■ **EXERCISE DESCRIPTION**
Set it all down exactly, every record and every line.

■ **AVAILABLE DATA**
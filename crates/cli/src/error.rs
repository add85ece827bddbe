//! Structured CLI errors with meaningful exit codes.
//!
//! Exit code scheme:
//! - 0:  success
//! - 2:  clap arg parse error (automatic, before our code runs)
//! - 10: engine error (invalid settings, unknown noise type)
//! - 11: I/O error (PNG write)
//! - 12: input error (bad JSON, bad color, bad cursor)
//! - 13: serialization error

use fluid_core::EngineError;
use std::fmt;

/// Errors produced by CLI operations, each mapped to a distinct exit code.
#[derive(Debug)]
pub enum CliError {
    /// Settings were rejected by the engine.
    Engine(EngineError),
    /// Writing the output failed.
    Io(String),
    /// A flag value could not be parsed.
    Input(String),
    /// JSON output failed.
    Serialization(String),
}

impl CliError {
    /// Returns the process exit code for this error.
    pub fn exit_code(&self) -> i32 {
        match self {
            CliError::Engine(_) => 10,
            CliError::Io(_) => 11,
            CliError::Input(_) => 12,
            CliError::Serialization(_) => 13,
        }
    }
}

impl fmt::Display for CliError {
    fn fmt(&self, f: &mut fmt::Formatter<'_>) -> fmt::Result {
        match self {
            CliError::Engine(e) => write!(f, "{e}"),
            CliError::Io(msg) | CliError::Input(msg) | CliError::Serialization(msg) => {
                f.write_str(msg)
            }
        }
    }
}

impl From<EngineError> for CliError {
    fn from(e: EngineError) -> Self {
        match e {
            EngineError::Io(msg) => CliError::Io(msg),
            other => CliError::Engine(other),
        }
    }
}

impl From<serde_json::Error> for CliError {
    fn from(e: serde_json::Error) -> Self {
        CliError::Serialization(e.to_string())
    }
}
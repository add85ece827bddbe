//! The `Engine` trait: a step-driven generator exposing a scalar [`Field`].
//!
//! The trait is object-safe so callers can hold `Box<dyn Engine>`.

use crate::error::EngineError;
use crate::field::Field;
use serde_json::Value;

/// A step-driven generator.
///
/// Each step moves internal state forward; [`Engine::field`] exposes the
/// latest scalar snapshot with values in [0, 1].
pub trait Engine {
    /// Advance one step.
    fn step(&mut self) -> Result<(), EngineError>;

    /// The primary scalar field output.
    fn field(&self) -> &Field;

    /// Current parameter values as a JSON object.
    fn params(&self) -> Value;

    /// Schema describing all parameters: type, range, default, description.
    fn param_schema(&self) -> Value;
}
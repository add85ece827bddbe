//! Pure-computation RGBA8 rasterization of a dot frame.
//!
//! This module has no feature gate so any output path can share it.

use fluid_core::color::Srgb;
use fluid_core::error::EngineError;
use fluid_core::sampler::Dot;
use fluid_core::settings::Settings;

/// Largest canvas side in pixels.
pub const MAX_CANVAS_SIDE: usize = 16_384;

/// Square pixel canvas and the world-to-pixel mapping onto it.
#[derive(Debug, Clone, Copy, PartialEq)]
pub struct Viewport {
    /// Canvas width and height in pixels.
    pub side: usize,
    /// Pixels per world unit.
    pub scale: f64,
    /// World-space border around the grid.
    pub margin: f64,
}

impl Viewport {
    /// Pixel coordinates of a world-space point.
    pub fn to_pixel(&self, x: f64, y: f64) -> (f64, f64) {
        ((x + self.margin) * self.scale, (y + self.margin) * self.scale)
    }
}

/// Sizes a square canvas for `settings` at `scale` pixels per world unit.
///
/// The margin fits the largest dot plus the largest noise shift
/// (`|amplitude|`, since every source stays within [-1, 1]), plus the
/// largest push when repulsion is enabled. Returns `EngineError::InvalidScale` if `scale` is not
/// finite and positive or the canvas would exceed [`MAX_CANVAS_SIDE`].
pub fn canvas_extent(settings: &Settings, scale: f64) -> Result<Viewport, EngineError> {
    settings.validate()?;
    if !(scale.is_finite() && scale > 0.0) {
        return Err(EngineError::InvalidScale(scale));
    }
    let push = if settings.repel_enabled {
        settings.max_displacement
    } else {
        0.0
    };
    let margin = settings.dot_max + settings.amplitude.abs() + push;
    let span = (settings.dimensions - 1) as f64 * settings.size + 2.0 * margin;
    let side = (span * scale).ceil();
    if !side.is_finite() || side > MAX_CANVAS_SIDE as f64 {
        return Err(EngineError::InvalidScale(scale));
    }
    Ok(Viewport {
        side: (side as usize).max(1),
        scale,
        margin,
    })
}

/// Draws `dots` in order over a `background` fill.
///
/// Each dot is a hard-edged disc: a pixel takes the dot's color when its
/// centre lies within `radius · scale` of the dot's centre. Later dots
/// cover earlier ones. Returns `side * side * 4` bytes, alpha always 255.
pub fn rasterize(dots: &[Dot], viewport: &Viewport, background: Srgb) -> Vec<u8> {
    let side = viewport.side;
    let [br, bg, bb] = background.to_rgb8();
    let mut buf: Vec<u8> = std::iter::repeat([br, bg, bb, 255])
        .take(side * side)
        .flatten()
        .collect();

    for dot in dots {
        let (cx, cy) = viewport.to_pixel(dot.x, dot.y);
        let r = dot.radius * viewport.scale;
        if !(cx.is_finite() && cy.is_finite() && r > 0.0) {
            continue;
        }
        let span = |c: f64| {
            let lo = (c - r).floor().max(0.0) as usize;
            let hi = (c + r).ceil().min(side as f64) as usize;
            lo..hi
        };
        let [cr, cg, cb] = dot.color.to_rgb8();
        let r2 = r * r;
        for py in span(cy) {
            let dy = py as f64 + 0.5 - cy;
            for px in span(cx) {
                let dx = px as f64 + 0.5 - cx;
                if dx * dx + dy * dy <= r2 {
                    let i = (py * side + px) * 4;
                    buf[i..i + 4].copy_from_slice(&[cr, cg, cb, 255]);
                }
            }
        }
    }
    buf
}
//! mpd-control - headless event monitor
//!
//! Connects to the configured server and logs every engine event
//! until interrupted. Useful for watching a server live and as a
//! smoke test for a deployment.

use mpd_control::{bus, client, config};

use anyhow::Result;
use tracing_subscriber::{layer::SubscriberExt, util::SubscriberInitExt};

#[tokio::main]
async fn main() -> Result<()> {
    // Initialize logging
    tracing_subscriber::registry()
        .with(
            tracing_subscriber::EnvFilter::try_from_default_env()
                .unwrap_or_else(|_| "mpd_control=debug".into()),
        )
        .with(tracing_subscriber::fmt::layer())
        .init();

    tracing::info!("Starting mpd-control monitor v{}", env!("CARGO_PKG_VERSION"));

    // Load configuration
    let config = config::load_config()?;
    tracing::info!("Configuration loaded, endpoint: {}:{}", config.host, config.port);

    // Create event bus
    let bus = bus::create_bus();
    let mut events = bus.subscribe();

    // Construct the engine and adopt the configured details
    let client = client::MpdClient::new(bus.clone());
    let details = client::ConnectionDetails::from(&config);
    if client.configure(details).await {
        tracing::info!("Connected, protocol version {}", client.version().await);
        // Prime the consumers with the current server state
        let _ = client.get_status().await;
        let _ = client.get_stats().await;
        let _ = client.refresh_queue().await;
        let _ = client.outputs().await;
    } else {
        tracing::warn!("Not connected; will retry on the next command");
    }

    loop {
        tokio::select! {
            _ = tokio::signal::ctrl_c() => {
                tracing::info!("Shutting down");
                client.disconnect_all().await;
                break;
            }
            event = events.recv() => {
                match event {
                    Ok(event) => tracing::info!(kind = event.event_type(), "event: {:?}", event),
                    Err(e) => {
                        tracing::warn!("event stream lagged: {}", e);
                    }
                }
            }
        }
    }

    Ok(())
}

■ **SOLUTION TO THIS TASK**
filename crates/cli/src/error.rs
repository add85ece827bddbe
//! Structured CLI errors with meaningful exit codes.
//!
//! Exit code scheme:
//! - 0:  success
//! - 2:  clap arg parse error (automatic, before our code runs)
//! - 10: engine error (invalid settings, unknown noise type)
//! - 11: I/O error (PNG write)
//! - 12: input error (bad JSON, bad color, bad cursor)
//! - 13: serialization error

use fluid_core::EngineError;
use std::fmt;

/// Errors produced by CLI operations, each mapped to a distinct exit code.
#[derive(Debug)]
pub enum CliError {
    /// Settings were rejected by the engine.
    Engine(EngineError),
    /// Writing the output failed.
    Io(String),
    /// A flag value could not be parsed.
    Input(String),
    /// JSON output failed.
    Serialization(String),
}

impl CliError {
    /// Returns the process exit code for this error.
    pub fn exit_code(&self) -> i32 {
        match self {
            CliError::Engine(_) => 10,
            CliError::Io(_) => 11,
            CliError::Input(_) => 12,
            CliError::Serialization(_) => 13,
        }
    }
}

impl fmt::Display for CliError {
    fn fmt(&self, f: &mut fmt::Formatter<'_>) -> fmt::Result {
        match self {
            CliError::Engine(e) => write!(f, "{e}"),
            CliError::Io(msg) | CliError::Input(msg) | CliError::Serialization(msg) => {
                f.write_str(msg)
            }
        }
    }
}

impl From<EngineError> for CliError {
    fn from(e: EngineError) -> Self {
        match e {
            EngineError::Io(msg) => CliError::Io(msg),
            other => CliError::Engine(other),
        }
    }
}

impl From<serde_json::Error> for CliError {
    fn from(e: serde_json::Error) -> Self {
        CliError::Serialization(e.to_string())
    }
}
repository add85ece827bddbe
//! The `Engine` trait: a step-driven generator exposing a scalar [`Field`].
//!
//! The trait is object-safe so callers can hold `Box<dyn Engine>`.

use crate::error::EngineError;
use crate::field::Field;
use serde_json::Value;

/// A step-driven generator.
///
/// Each step moves internal state forward; [`Engine::field`] exposes the
/// latest scalar snapshot with values in [0, 1].
pub trait Engine {
    /// Advance one step.
    fn step(&mut self) -> Result<(), EngineError>;

    /// The primary scalar field output.
    fn field(&self) -> &Field;

    /// Current parameter values as a JSON object.
    fn params(&self) -> Value;

    /// Schema describing all parameters: type, range, default, description.
    fn param_schema(&self) -> Value;
}
repository add85ece827bddbe
//! Pure-computation RGBA8 rasterization of a dot frame.
//!
//! This module has no feature gate so any output path can share it.

use fluid_core::color::Srgb;
use fluid_core::error::EngineError;
use fluid_core::sampler::Dot;
use fluid_core::settings::Settings;

/// Largest canvas side in pixels.
pub const MAX_CANVAS_SIDE: usize = 16_384;

/// Square pixel canvas and the world-to-pixel mapping onto it.
#[derive(Debug, Clone, Copy, PartialEq)]
pub struct Viewport {
    /// Canvas width and height in pixels.
    pub side: usize,
    /// Pixels per world unit.
    pub scale: f64,
    /// World-space border around the grid.
    pub margin: f64,
}

impl Viewport {
    /// Pixel coordinates of a world-space point.
    pub fn to_pixel(&self, x: f64, y: f64) -> (f64, f64) {
        ((x + self.margin) * self.scale, (y + self.margin) * self.scale)
    }
}

/// Sizes a square canvas for `settings` at `scale` pixels per world unit.
///
/// The margin fits the largest dot plus the largest noise shift
/// (`|amplitude|`, since every source stays within [-1, 1]), plus the
/// largest push when repulsion is enabled. Returns `EngineError::InvalidScale` if `scale` is not
/// finite and positive or the canvas would exceed [`MAX_CANVAS_SIDE`].
pub fn canvas_extent(settings: &Settings, scale: f64) -> Result<Viewport, EngineError> {
    settings.validate()?;
    if !(scale.is_finite() && scale > 0.0) {
        return Err(EngineError::InvalidScale(scale));
    }
    let push = if settings.repel_enabled {
        settings.max_displacement
    } else {
        0.0
    };
    let margin = settings.dot_max + settings.amplitude.abs() + push;
    let span = (settings.dimensions - 1) as f64 * settings.size + 2.0 * margin;
    let side = (span * scale).ceil();
    if !side.is_finite() || side > MAX_CANVAS_SIDE as f64 {
        return Err(EngineError::InvalidScale(scale));
    }
    Ok(Viewport {
        side: (side as usize).max(1),
        scale,
        margin,
    })
}

/// Draws `dots` in order over a `background` fill.
///
/// Each dot is a hard-edged disc: a pixel takes the dot's color when its
/// centre lies within `radius · scale` of the dot's centre. Later dots
/// cover earlier ones. Returns `side * side * 4` bytes, alpha always 255.
pub fn rasterize(dots: &[Dot], viewport: &Viewport, background: Srgb) -> Vec<u8> {
    let side = viewport.side;
    let [br, bg, bb] = background.to_rgb8();
    let mut buf: Vec<u8> = std::iter::repeat([br, bg, bb, 255])
        .take(side * side)
        .flatten()
        .collect();

    for dot in dots {
        let (cx, cy) = viewport.to_pixel(dot.x, dot.y);
        let r = dot.radius * viewport.scale;
        if !(cx.is_finite() && cy.is_finite() && r > 0.0) {
            continue;
        }
        let span = |c: f64| {
            let lo = (c - r).floor().max(0.0) as usize;
            let hi = (c + r).ceil().min(side as f64) as usize;
            lo..hi
        };
        let [cr, cg, cb] = dot.color.to_rgb8();
        let r2 = r * r;
        for py in span(cy) {
            let dy = py as f64 + 0.5 - cy;
            for px in span(cx) {
                let dx = px as f64 + 0.5 - cx;
                if dx * dx + dy * dy <= r2 {
                    let i = (py * side + px) * 4;
                    buf[i..i + 4].copy_from_slice(&[cr, cg, cb, 255]);
                }
            }
        }
    }
    buf
}
//! mpd-control - headless event monitor
//!
//! Connects to the configured server and logs every engine event
//! until interrupted. Useful for watching a server live and as a
//! smoke test for a deployment.

use mpd_control::{bus, client, config};

use anyhow::Result;
use tracing_subscriber::{layer::SubscriberExt, util::SubscriberInitExt};

#[tokio::main]
async fn main() -> Result<()> {
    // Initialize logging
    tracing_subscriber::registry()
        .with(
            tracing_subscriber::EnvFilter::try_from_default_env()
                .unwrap_or_else(|_| "mpd_control=debug".into()),
        )
        .with(tracing_subscriber::fmt::layer())
        .init();

    tracing::info!("Starting mpd-control monitor v{}", env!("CARGO_PKG_VERSION"));

    // Load configuration
    let config = config::load_config()?;
    tracing::info!("Configuration loaded, endpoint: {}:{}", config.host, config.port);

    // Create event bus
    let bus = bus::create_bus();
    let mut events = bus.subscribe();

    // Construct the engine and adopt the configured details
    let client = client::MpdClient::new(bus.clone());
    let details = client::ConnectionDetails::from(&config);
    if client.configure(details).await {
        tracing::info!("Connected, protocol version {}", client.version().await);
        // Prime the consumers with the current server state
        let _ = client.get_status().await;
        let _ = client.get_stats().await;
        let _ = client.refresh_queue().await;
        let _ = client.outputs().await;
    } else {
        tracing::warn!("Not connected; will retry on the next command");
    }

    loop {
        tokio::select! {
            _ = tokio::signal::ctrl_c() => {
                tracing::info!("Shutting down");
                client.disconnect_all().await;
                break;
            }
            event = events.recv() => {
                match event {
                    Ok(event) => tracing::info!(kind = event.event_type(), "event: {:?}", event),
                    Err(e) => {
                        tracing::warn!("event stream lagged: {}", e);
                    }
                }
            }
        }
    }

    Ok(())
}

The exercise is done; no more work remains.